[WHAT TO DO]:
Whenever a line below mentions the word "users", that line should be copied.

[DATA TO PROCESS]:
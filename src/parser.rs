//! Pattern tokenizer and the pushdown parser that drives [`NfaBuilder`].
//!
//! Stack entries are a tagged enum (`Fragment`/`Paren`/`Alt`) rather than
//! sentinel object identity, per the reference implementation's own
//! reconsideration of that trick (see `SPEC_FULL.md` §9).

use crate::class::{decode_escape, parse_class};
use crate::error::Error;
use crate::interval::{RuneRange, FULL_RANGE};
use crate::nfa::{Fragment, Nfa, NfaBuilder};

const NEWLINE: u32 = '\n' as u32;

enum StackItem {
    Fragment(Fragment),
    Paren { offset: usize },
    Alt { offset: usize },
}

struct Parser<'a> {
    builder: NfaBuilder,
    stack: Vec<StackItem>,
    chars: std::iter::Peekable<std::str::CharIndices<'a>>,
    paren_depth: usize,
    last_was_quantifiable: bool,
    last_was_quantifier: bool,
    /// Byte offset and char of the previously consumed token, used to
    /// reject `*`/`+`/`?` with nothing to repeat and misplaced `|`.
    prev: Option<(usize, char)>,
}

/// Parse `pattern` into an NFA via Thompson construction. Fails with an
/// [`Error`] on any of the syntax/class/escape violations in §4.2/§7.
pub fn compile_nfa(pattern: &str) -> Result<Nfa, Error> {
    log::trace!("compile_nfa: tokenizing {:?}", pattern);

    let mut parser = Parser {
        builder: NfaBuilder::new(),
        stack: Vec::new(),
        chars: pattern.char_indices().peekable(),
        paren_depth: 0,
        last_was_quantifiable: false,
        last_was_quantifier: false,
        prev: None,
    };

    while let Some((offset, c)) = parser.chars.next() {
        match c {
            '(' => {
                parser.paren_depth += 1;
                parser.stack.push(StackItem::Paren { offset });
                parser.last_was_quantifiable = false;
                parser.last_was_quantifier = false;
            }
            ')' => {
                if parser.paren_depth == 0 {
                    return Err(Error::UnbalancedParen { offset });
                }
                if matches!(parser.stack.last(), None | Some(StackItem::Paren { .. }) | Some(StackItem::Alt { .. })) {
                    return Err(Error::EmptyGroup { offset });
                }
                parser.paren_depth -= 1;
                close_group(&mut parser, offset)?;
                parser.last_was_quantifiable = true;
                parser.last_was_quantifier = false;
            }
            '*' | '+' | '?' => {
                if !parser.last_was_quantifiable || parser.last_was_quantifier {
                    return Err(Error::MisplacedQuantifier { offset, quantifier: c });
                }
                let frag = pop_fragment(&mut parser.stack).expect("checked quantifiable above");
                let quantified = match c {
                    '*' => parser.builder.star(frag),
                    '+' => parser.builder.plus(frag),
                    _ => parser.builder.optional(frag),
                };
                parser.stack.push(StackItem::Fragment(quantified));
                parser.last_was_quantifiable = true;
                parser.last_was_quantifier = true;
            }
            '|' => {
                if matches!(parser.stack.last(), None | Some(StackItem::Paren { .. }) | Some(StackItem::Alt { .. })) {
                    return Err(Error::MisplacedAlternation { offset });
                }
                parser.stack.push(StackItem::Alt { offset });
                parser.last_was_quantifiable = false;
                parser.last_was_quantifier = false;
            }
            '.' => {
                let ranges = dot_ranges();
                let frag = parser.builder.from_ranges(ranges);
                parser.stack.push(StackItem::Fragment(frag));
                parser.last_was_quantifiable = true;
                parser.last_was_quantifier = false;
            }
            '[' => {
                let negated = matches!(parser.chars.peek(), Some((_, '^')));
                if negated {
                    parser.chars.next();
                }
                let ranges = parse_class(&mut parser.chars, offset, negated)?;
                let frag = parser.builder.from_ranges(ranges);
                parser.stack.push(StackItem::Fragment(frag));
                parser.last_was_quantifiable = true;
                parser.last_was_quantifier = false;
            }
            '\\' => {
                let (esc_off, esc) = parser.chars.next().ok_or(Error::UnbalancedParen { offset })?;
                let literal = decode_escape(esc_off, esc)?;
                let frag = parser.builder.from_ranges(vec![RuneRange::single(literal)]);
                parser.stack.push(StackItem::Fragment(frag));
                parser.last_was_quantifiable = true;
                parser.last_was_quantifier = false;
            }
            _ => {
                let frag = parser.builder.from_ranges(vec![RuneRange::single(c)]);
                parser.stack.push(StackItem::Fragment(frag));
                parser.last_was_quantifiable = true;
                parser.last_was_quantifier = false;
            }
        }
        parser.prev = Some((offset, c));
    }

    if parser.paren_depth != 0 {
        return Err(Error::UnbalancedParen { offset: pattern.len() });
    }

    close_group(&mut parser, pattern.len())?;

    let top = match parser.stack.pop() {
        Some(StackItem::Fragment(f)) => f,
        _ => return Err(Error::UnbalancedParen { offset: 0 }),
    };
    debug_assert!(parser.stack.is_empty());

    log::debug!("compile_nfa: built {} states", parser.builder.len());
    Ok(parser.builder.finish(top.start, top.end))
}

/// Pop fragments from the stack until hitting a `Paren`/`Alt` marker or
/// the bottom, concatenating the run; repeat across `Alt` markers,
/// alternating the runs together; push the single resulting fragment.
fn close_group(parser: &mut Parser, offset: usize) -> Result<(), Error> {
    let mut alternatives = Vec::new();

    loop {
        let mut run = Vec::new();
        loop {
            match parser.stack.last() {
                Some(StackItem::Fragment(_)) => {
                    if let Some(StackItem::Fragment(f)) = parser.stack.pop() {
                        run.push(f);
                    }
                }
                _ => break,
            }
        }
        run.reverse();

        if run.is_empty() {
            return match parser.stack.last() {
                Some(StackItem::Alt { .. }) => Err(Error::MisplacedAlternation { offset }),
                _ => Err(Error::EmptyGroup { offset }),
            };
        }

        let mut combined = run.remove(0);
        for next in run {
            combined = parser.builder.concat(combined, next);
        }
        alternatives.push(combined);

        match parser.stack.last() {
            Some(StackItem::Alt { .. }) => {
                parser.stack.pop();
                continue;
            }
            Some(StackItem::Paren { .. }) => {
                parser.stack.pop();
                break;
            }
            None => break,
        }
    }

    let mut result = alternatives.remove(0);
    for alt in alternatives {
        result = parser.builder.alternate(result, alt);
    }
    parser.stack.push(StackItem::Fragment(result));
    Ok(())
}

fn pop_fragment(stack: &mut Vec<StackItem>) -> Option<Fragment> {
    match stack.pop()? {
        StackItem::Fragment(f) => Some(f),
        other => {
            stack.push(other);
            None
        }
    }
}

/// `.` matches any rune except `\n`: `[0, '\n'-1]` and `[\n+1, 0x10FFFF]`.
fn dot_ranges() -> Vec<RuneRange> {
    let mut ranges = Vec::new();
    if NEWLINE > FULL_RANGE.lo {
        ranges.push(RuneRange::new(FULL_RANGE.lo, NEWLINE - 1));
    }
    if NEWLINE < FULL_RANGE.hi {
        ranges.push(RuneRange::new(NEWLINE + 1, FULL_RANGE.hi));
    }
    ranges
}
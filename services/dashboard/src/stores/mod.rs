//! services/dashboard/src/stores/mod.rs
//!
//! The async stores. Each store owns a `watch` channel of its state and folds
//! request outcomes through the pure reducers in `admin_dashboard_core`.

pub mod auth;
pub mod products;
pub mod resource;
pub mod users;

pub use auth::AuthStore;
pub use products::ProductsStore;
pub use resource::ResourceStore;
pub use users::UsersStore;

[EXERCISE RESULT]:
pub mod users;
pub use users::UsersStore;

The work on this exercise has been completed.